Sunday, October 26, 2008

Não foi dessa vez

Não consegui processar a informação na hora e ainda não absorvi bem o que aconteceu. Foi mais ou menos assim. Ela fumou um e saiu elétrica. O legal é que ela ficou ligadaça e não largada, naquele esquema de ficar rindo de tudo. Como ela nunca havia fumado antes encanou que a polícia a seguia e que a enquadraria – uma menininha daquele tamanho. Correu então para casa e achou melhor escrever o livro com o qual sempre sonhou antes que ela morresse. Porque ela ficou com a certeza de que morreria na viagem que a mãe a obrigou a fazer. No dia seguinte teria que visitar a avó no Paraná, afinal não aparecia por lá há dois anos. E elas iriam de fusquinha. Então ela escreveu o livro durante toda a noite e varou a madrugada. Eu o recebi por e-mail – ela estava preocupada de ter todo aquele trabalho e nunca ser lida. Infelizmente era uma porcaria e não tive coragem de dizer isso para ela. Quando ela chegou sã e salva – teve que ir dirigindo sem dormir, mas disse que ainda foi dirigindo bem – cheguei junto e mesmo assim, mais uma vez, ouvi um não.

Sunday, October 19, 2008

A nova estrela da MPB

O site não tinha nenhuma menção sequer a ele e dois dias já haviam se passado. Manuel apertava o botão de atualização do navegador insistentemente, sem conseguir estudar, ouvindo o início das músicas do seu próprio CD por alguns segundos enquanto aflitamente comia batatas fritas trazidas por “Nanata, a empregada mulata”. Assim ele a chamava de brincadeira quando ela lhe fazia algum agrado. Correu no banheiro, lavou as mãos, pegou o livro de geografia e tentou decorar como seria o relevo da Ásia, seus desertos, pradarias e as cordilheiras irrompendo à força de movimentos tectônicos ao sul e leste. Dois minutos depois atualizou mais uma vez a página e lá estava a foto na seção de notícias. Seu sobrenome estava errado. Putaço, pediu para o seu pai ligar para o dono do site.

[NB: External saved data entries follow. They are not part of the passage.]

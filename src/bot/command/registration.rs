//! Registration commands: `registrar`, `consultar`, `userid`, `editar` and
//! `eliminar_registro`.

use serenity::all::{
    CommandInteraction, CommandOptionType, Context, CreateCommand, CreateCommandOption,
    CreateInteractionResponseMessage,
};

use crate::{
    bot::{
        command::{
            options::{string_option, user_option},
            respond, respond_text,
        },
        state::BotState,
        view::registration::{
            already_registered_embed, lookup_embed, no_matches_notice, registered_embed,
            registration_embed, NOT_REGISTERED,
        },
    },
    error::AppError,
    model::registration::UpsertRegistrationParam,
    service::{notify::new_registration_notice, registration::RegistrationService},
};

fn nickname_option() -> CreateCommandOption {
    CreateCommandOption::new(CommandOptionType::String, "nickname", "Nickname en el juego")
        .required(true)
}

fn external_id_option() -> CreateCommandOption {
    CreateCommandOption::new(CommandOptionType::String, "external_id", "ID Espacial")
        .required(true)
}

fn usuario_option() -> CreateCommandOption {
    CreateCommandOption::new(CommandOptionType::User, "usuario", "Usuario de Discord").required(true)
}

pub fn registrar_options(command: CreateCommand) -> CreateCommand {
    command
        .add_option(nickname_option())
        .add_option(external_id_option())
}

/// Single `usuario` option, shared by the commands that target one member.
pub fn member_options(command: CreateCommand) -> CreateCommand {
    command.add_option(usuario_option())
}

pub fn userid_options(command: CreateCommand) -> CreateCommand {
    command.add_option(
        CreateCommandOption::new(
            CommandOptionType::String,
            "id_espacial",
            "ID Espacial a buscar",
        )
        .required(true),
    )
}

pub fn editar_options(command: CreateCommand) -> CreateCommand {
    command
        .add_option(usuario_option())
        .add_option(nickname_option())
        .add_option(external_id_option())
}

/// Registers the caller once and notifies the owner.
pub async fn registrar(
    ctx: &Context,
    state: &BotState,
    interaction: &CommandInteraction,
) -> Result<(), AppError> {
    let options = interaction.data.options();
    let nickname = string_option(&options, "nickname")?;
    let external_id = string_option(&options, "external_id")?;

    let db = state.require_db()?;
    let result = RegistrationService::new(db)
        .register(UpsertRegistrationParam {
            user_id: interaction.user.id.get(),
            discord_tag: interaction.user.tag(),
            nickname: nickname.to_string(),
            external_id: external_id.to_string(),
        })
        .await;

    let registration = match result {
        Ok(registration) => registration,
        Err(AppError::AlreadyRegistered) => {
            return respond(
                ctx,
                interaction,
                CreateInteractionResponseMessage::new()
                    .embed(already_registered_embed())
                    .ephemeral(true),
            )
            .await;
        }
        Err(e) => return Err(e),
    };

    tracing::info!(
        "Registered {} ({}) as {} / {}",
        registration.discord_tag,
        registration.user_id,
        registration.nickname,
        registration.external_id
    );

    state
        .notifier
        .notify(
            &ctx.http,
            &new_registration_notice(
                &registration.discord_tag,
                &registration.nickname,
                &registration.external_id,
            ),
        )
        .await;

    respond(
        ctx,
        interaction,
        CreateInteractionResponseMessage::new()
            .embed(registered_embed(&registration))
            .ephemeral(true),
    )
    .await
}

pub async fn consultar(
    ctx: &Context,
    state: &BotState,
    interaction: &CommandInteraction,
) -> Result<(), AppError> {
    let options = interaction.data.options();
    let user = user_option(&options, "usuario")?;

    let db = state.require_db()?;
    let Some(registration) = RegistrationService::new(db).get(user.id.get()).await? else {
        return respond_text(ctx, interaction, NOT_REGISTERED, true).await;
    };

    respond(
        ctx,
        interaction,
        CreateInteractionResponseMessage::new()
            .embed(registration_embed(&registration, user.face())),
    )
    .await
}

/// Reverse lookup: lists the users registered with an external id.
pub async fn userid(
    ctx: &Context,
    state: &BotState,
    interaction: &CommandInteraction,
) -> Result<(), AppError> {
    let options = interaction.data.options();
    let external_id = string_option(&options, "id_espacial")?;

    let db = state.require_db()?;
    let matches = RegistrationService::new(db)
        .find_by_external_id(external_id)
        .await?;

    if matches.is_empty() {
        return respond_text(ctx, interaction, no_matches_notice(external_id.trim()), false).await;
    }

    respond(
        ctx,
        interaction,
        CreateInteractionResponseMessage::new().embed(lookup_embed(&matches)),
    )
    .await
}

pub async fn editar(
    ctx: &Context,
    state: &BotState,
    interaction: &CommandInteraction,
) -> Result<(), AppError> {
    let options = interaction.data.options();
    let user = user_option(&options, "usuario")?;
    let nickname = string_option(&options, "nickname")?;
    let external_id = string_option(&options, "external_id")?;

    let db = state.require_db()?;
    let registration = RegistrationService::new(db)
        .edit(UpsertRegistrationParam {
            user_id: user.id.get(),
            discord_tag: user.tag(),
            nickname: nickname.to_string(),
            external_id: external_id.to_string(),
        })
        .await?;

    tracing::info!(
        "{} edited registration of {} ({})",
        interaction.user.tag(),
        registration.discord_tag,
        registration.user_id
    );

    respond_text(ctx, interaction, "✏️ Registro Actualizado.", false).await
}

pub async fn eliminar_registro(
    ctx: &Context,
    state: &BotState,
    interaction: &CommandInteraction,
) -> Result<(), AppError> {
    let options = interaction.data.options();
    let user = user_option(&options, "usuario")?;

    let db = state.require_db()?;
    if !RegistrationService::new(db).delete(user.id.get()).await? {
        return respond_text(ctx, interaction, NOT_REGISTERED, true).await;
    }

    tracing::info!(
        "{} deleted registration of {} ({})",
        interaction.user.tag(),
        user.tag(),
        user.id
    );

    respond_text(
        ctx,
        interaction,
        format!("🗑️ Registro eliminado para **{}**.", user.tag()),
        false,
    )
    .await
}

Além de corrigir o erro, que também mandasse embora o jornalista responsável, de preferência.
Trilha sonora sugerida para a leitura deste conto: Porque Não, Replicantes.

Sunday, October 12, 2008

Hoje à tarde

Escuto meu nome, como se uma velhinha que estivesse sendo estrangulada gritasse por mim desesperadamente, com o que resta de suas forças. Apesar da chuva e do vento frio que empurra as gotas contra minha cara e meu quarto, abro a janela e me deparo com ela, segurando uma bicicleta na mão e ainda insistindo em tocar o interfone quebrado, ao mesmo tempo em que me chama mais uma vez, sem notar que abri a janela logo à sua frente. Peço que espere, desço as escadas correndo e abro a porta e corro até o portão. A chuva fina incomodava relativamente pouco, mas a ventania gelada lembrou-me do sentimento irracional que nutria por aquela menina, afinal se fosse qualquer outra pessoa teria pegado uma blusa antes. É, normalmente sou egoísta, todos adoram jogar isso na minha cara. Mas ela não sabe disso.

Sunday, October 05, 2008

É...

O monitor engordurado e empoeirado lhe inspirava asco e torpor, o teclado em estado semelhante não o ajudava a se concentrar, tampouco. Foi assim que, dominado pela modorra, Jairo viu-se dispensado em favor de um garoto com menos demandas salariais e trabalhistas.